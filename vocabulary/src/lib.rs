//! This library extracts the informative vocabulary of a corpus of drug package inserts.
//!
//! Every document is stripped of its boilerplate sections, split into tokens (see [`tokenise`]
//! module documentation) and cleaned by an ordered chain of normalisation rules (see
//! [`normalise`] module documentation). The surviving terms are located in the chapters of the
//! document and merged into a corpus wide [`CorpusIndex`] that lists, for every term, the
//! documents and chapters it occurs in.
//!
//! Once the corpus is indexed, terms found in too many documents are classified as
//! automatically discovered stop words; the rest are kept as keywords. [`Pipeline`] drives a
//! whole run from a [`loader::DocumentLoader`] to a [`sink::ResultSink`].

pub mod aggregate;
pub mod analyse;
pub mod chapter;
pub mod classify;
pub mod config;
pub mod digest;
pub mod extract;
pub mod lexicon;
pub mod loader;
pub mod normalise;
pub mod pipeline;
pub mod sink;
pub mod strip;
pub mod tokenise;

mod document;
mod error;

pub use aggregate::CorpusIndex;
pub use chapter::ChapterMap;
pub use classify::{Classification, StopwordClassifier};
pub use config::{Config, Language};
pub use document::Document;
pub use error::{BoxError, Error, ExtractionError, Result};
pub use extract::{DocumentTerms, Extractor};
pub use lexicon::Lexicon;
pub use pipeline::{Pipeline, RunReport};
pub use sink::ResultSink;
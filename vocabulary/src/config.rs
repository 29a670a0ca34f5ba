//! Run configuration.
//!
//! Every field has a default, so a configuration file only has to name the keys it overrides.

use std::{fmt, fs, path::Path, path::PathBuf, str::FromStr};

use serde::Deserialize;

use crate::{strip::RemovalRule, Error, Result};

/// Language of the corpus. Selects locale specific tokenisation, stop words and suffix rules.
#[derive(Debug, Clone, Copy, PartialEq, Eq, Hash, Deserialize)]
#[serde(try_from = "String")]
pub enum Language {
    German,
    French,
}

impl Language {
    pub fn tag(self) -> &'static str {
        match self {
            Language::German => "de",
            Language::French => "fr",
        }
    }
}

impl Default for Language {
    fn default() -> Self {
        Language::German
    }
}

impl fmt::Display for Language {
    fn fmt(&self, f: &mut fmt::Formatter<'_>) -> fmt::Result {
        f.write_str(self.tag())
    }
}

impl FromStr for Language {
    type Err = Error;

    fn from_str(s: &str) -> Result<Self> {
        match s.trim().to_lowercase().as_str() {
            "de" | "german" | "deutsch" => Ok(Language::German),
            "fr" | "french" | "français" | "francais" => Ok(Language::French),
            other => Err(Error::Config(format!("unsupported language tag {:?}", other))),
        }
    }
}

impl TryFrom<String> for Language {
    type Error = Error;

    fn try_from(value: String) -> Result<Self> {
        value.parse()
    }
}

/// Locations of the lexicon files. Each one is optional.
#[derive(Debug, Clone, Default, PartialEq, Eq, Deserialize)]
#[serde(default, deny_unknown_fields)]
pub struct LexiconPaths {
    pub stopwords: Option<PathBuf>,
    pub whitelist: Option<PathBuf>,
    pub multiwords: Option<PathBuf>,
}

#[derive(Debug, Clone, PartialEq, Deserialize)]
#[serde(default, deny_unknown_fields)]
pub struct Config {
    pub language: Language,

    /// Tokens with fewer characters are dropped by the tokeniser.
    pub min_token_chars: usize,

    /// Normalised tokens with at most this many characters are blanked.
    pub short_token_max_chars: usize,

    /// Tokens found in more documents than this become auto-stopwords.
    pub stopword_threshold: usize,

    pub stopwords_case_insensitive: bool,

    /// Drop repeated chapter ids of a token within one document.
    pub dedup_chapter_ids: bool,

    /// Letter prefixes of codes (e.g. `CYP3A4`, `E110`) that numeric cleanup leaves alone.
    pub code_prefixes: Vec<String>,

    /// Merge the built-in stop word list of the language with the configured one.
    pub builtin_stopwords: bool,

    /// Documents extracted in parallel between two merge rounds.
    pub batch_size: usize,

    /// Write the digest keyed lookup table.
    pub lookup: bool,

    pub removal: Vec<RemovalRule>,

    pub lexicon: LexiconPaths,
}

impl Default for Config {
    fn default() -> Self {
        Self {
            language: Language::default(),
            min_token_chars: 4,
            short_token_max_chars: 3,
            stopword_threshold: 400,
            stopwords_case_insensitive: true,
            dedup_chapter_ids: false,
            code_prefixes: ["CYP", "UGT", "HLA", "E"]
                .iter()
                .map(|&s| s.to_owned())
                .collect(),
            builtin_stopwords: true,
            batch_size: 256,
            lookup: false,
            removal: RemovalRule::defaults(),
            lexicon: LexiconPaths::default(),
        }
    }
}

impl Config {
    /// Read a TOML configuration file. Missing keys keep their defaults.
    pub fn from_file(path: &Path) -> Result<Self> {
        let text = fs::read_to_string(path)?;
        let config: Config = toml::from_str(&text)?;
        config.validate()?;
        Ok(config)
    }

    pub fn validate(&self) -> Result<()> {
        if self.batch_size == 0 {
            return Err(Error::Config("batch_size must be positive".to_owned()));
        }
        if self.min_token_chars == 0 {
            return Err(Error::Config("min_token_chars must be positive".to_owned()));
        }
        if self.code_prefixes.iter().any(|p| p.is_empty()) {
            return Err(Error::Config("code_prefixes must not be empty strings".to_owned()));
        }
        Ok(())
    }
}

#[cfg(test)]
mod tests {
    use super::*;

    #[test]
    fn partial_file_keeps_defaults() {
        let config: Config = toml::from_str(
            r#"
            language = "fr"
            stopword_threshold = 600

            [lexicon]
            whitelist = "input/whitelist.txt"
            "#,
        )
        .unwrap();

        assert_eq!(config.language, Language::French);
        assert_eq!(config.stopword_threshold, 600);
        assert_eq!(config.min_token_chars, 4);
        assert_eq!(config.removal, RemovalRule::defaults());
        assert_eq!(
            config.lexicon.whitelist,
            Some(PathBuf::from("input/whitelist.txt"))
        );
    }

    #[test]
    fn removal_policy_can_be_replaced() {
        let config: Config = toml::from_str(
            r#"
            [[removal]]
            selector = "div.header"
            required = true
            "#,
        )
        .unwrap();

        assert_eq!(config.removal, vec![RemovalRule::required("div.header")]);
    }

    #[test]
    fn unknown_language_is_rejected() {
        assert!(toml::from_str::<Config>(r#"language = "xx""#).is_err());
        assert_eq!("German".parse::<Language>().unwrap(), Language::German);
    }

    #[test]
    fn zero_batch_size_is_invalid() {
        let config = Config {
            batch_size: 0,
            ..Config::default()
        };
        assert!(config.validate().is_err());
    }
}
==
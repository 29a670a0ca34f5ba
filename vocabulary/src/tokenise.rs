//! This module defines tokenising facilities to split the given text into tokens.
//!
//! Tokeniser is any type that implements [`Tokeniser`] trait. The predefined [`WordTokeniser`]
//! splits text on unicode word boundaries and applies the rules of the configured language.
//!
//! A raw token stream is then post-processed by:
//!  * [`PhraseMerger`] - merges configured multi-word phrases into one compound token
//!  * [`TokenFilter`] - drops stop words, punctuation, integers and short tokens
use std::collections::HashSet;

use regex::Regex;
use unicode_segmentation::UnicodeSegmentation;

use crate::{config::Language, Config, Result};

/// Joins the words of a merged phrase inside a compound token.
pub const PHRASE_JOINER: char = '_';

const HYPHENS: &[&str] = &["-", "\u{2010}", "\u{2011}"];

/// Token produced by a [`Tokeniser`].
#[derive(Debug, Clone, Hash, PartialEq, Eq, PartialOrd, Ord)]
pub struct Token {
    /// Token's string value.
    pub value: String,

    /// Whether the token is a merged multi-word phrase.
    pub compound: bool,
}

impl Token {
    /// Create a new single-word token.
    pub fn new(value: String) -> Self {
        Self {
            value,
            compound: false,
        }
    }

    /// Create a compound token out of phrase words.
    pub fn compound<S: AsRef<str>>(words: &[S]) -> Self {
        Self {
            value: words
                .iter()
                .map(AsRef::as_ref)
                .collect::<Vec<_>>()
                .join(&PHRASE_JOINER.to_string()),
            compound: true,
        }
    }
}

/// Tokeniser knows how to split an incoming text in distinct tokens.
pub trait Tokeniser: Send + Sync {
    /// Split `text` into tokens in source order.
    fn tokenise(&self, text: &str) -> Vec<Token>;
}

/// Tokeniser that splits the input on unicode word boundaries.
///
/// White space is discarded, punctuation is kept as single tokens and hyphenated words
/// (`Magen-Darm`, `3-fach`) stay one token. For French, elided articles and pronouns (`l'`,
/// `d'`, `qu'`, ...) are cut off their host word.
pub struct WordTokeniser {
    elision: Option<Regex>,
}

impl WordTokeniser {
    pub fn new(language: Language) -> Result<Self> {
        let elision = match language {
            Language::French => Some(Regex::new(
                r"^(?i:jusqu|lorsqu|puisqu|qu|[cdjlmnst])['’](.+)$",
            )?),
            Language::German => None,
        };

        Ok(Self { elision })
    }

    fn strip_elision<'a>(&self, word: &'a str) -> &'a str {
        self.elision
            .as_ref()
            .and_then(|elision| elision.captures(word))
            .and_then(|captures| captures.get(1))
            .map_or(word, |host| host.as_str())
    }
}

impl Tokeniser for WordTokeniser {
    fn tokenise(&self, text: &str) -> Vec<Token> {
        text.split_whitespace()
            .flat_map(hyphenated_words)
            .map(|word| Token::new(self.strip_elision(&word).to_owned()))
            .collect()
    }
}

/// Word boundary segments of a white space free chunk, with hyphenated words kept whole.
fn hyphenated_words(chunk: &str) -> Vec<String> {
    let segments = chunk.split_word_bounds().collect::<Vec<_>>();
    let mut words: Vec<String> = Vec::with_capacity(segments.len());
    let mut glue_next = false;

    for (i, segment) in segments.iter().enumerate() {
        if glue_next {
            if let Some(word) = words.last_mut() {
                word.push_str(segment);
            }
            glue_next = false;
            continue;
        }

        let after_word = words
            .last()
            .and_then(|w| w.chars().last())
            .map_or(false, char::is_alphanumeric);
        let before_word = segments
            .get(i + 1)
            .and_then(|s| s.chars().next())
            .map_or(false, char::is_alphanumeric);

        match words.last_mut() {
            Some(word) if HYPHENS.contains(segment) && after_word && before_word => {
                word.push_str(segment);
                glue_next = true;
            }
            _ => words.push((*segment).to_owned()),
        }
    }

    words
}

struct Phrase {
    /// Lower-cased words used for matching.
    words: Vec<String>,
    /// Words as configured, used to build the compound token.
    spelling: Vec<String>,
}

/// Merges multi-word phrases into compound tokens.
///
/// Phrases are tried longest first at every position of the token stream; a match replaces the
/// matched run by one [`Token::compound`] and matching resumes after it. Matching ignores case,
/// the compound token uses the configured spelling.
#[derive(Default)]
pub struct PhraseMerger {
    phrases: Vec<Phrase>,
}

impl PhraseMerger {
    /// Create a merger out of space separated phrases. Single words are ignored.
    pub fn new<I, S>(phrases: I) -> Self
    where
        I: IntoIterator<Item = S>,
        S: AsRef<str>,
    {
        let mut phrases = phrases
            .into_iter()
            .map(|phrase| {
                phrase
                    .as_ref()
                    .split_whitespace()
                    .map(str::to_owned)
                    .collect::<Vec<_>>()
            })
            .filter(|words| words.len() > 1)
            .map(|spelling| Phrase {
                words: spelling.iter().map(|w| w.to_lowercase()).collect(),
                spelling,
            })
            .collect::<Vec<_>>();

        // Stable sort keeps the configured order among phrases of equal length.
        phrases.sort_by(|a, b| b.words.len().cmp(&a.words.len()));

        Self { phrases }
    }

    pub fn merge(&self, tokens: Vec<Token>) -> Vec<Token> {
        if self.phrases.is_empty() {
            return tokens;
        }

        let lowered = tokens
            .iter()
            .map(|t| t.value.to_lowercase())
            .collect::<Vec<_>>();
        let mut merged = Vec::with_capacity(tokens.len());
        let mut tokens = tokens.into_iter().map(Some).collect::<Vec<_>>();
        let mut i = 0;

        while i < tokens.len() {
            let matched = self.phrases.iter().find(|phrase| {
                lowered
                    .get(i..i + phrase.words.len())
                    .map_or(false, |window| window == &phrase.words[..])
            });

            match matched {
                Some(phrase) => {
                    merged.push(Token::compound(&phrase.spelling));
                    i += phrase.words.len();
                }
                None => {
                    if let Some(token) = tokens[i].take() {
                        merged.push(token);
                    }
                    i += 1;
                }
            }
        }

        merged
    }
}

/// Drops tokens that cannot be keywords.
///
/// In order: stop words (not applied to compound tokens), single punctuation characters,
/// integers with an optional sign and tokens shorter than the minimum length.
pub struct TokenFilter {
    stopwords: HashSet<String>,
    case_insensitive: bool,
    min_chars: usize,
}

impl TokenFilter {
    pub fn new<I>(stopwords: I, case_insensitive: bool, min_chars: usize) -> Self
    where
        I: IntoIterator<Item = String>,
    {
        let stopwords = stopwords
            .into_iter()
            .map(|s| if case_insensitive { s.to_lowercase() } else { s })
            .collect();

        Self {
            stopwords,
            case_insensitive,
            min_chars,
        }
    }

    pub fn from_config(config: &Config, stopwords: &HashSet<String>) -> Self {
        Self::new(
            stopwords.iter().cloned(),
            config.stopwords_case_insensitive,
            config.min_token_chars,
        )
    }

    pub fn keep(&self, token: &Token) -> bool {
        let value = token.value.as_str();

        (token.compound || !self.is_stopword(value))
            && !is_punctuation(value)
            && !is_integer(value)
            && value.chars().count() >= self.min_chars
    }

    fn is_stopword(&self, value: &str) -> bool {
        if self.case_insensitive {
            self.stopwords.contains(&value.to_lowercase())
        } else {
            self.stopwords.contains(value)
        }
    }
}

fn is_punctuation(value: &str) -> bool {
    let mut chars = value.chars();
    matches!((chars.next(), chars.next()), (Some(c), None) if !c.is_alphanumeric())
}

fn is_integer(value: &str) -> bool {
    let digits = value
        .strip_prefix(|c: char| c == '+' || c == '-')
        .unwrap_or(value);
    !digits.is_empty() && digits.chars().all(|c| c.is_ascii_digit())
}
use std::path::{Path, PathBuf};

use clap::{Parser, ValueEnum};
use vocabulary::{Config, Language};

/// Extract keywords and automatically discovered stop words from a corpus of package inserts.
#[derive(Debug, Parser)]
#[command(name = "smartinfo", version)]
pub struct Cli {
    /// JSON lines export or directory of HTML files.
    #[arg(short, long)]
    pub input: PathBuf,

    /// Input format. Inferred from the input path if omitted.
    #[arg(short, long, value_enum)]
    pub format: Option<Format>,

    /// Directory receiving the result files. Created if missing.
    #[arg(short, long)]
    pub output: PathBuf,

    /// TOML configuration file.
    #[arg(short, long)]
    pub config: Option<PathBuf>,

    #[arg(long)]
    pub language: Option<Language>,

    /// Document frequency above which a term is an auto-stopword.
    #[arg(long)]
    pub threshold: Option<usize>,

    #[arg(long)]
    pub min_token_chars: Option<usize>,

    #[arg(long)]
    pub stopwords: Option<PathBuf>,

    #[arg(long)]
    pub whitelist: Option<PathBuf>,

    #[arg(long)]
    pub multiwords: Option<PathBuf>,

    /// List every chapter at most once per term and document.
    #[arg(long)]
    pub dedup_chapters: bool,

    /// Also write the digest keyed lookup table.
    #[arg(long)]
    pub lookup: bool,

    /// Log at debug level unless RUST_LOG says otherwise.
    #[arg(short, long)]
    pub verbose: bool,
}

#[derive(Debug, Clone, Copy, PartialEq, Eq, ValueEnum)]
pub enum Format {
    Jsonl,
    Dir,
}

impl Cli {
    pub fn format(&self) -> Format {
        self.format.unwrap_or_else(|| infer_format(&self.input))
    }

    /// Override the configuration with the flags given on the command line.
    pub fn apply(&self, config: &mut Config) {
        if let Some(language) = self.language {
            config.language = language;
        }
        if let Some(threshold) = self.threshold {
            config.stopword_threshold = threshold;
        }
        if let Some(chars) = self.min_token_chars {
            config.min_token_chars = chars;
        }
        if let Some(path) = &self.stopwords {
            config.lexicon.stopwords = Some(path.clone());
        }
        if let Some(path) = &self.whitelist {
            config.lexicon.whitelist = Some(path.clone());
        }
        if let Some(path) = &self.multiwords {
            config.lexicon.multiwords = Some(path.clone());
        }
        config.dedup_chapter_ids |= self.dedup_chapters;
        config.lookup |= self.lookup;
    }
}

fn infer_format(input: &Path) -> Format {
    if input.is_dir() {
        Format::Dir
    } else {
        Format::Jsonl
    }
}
--
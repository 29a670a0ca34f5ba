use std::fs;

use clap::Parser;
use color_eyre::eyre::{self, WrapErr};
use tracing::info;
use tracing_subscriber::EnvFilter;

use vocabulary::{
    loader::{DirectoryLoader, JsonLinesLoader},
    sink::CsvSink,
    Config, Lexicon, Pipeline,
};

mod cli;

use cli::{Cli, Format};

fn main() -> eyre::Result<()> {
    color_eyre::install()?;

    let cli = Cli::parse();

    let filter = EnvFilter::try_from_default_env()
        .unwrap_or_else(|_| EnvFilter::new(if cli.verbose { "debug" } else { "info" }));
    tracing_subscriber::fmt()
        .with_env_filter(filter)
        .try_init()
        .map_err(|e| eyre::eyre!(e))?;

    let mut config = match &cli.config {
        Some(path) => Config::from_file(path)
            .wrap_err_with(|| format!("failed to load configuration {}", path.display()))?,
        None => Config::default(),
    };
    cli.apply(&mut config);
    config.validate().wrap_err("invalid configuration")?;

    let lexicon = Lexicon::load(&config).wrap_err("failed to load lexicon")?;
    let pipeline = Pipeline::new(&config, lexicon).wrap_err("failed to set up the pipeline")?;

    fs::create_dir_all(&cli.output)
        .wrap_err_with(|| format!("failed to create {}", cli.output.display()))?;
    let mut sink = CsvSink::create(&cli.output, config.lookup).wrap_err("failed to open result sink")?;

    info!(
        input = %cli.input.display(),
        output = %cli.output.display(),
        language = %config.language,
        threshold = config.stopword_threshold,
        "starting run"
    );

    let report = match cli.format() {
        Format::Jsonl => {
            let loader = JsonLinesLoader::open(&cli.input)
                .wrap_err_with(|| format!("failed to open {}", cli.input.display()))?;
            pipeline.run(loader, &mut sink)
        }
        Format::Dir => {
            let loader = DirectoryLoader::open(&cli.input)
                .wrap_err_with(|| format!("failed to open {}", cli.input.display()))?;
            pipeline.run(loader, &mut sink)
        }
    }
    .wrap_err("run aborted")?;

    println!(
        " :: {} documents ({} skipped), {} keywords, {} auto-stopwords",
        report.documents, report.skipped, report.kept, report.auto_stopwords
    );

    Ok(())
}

■ The task ■
From the records above, copy only the lines starting with the line that holds "filename vocabulary/src/lib.rs" and going on through the line that holds "keys it overrides.", exactly as written.

■ Your solution ■
filename vocabulary/src/lib.rs
//! This library extracts the informative vocabulary of a corpus of drug package inserts.
//!
//! Every document is stripped of its boilerplate sections, split into tokens (see [`tokenise`]
//! module documentation) and cleaned by an ordered chain of normalisation rules (see
//! [`normalise`] module documentation). The surviving terms are located in the chapters of the
//! document and merged into a corpus wide [`CorpusIndex`] that lists, for every term, the
//! documents and chapters it occurs in.
//!
//! Once the corpus is indexed, terms found in too many documents are classified as
//! automatically discovered stop words; the rest are kept as keywords. [`Pipeline`] drives a
//! whole run from a [`loader::DocumentLoader`] to a [`sink::ResultSink`].

pub mod aggregate;
pub mod analyse;
pub mod chapter;
pub mod classify;
pub mod config;
pub mod digest;
pub mod extract;
pub mod lexicon;
pub mod loader;
pub mod normalise;
pub mod pipeline;
pub mod sink;
pub mod strip;
pub mod tokenise;

mod document;
mod error;

pub use aggregate::CorpusIndex;
pub use chapter::ChapterMap;
pub use classify::{Classification, StopwordClassifier};
pub use config::{Config, Language};
pub use document::Document;
pub use error::{BoxError, Error, ExtractionError, Result};
pub use extract::{DocumentTerms, Extractor};
pub use lexicon::Lexicon;
pub use pipeline::{Pipeline, RunReport};
pub use sink::ResultSink;
filename vocabulary/src/config.rs
repository 29a670a0ca34f5ba
//! Run configuration.
//!
//! Every field has a default, so a configuration file only has to name the keys it overrides.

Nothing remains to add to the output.